Year | Starting Value(Feb 2023) | Assumed Rate of Return | Future Sensex |
2023 | 60431 | 7 | 64661.17 |
2024 | 64661.17 | 7 | 69187.45 |
2025 | 69187.4519 | 7 | 74030.57 |
2026 | 74030.57353 | 7 | 79212.71 |
2027 | 79212.71368 | 7 | 84757.6 |
2028 | 84757.60364 | 7 | 90690.64 |
2029 | 90690.63589 | 7 | 97038.98 |
2030 | 97038.98041 | 7 | 103831.7 |
So even a 7 % return helps us attain our goal 7 years from now, which is in 2030. Not bad isn’t it?
Scenario 3:
The case of the unknowns. During all these years we have seen several geopolitical issues, pandemics, and other alarming situations during which the market has reacted negatively.

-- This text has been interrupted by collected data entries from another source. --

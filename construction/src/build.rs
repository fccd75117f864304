//! Unsigned transaction assembly

use crate::translate::TranslatedOperations;
use std::collections::BTreeSet;
use tekton_codec::{TransactionBody, encode_transaction_body};
use tekton_common::crypto::hash_256;
use tekton_common::ConstructionError;

/// An assembled unsigned transaction
#[derive(Debug, Clone)]
pub struct UnsignedTransaction {
    /// Signing hash - Blake2b-256 over the body bytes
    pub hash: String,

    /// Canonical body bytes as hex
    pub body_hex: String,

    /// Addresses expected to witness the transaction, sorted
    pub addresses: BTreeSet<String>,

    /// Encoded auxiliary data, when the operations carried any
    pub auxiliary_data_hex: Option<String>,
}

/// Assemble the body from translated fragments, a TTL and a fee
pub fn build_unsigned_transaction(
    translated: &TranslatedOperations,
    ttl: u64,
    fee: u64,
) -> Result<UnsignedTransaction, ConstructionError> {
    let body = TransactionBody {
        inputs: translated.inputs.clone(),
        outputs: translated.outputs.clone(),
        fee,
        ttl,
        certificates: translated.certificates.clone(),
        withdrawals: translated.withdrawals.clone(),
        auxiliary_data_hash: translated.vote_registration_aux.as_deref().map(hash_256),
        voting_procedures: translated.votes.clone(),
    };

    let bytes = encode_transaction_body(&body)
        .map_err(|e| ConstructionError::CantCreateUnsignedTransaction(e.to_string()))?;

    Ok(UnsignedTransaction {
        hash: hex::encode(hash_256(&bytes)),
        body_hex: hex::encode(&bytes),
        addresses: translated.addresses.clone(),
        auxiliary_data_hex: translated.vote_registration_aux.as_ref().map(hex::encode),
    })
}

So what makes it to reach 100,000 from those levels?
Let’s say we hit the Covid lows of 25000 and assume growth at the annual CAGR of 16%
Year | Starting Value(Feb 2023) | Assumed Rate of Return | Future Sensex |
2023 | 25000 | 16 | 29000 |
2024 | 29000 | 16 | 33640 |
2025 | 33640 | 16 | 39022.4 |
2026 | 39022.4 | 16 | 45265.98 |
2027 | 45265.984 | 16 | 52508.54 |
2028 | 52508.54144 | 16 | 60909.91 |
2029 | 60909.90807 | 16 | 70655.49 |
2030 | 70655.49336 | 16 | 81960.37 |
2031 | 81960.3723 | 16 | 95074.03 |
2032 | 95074.03187 | 16 | 110285.9 |
We hit our landmark another 8 years from now. In other words, Sensex has given more than 4X returns in 8 years!
When the fall is huge, redemption is also faster. So, in case such a situation arises, we can start viewing these lower index levels as opportunities instead.
These illustrations indicate only one common underlying fact i.e., the Indian Equity Market is bound to go up in the longer term. We have had so many geopolitical issues, conflicts, and pandemics.
But still, we are delivering the goods, thanks to our country’s healthy growth outlook.
What is working out for India?
Ok, so it looks like that some way or the other we are going to breach the magical figure of 100K in the future.
But what substantiates this claim? What does the Macroeconomics of India look like?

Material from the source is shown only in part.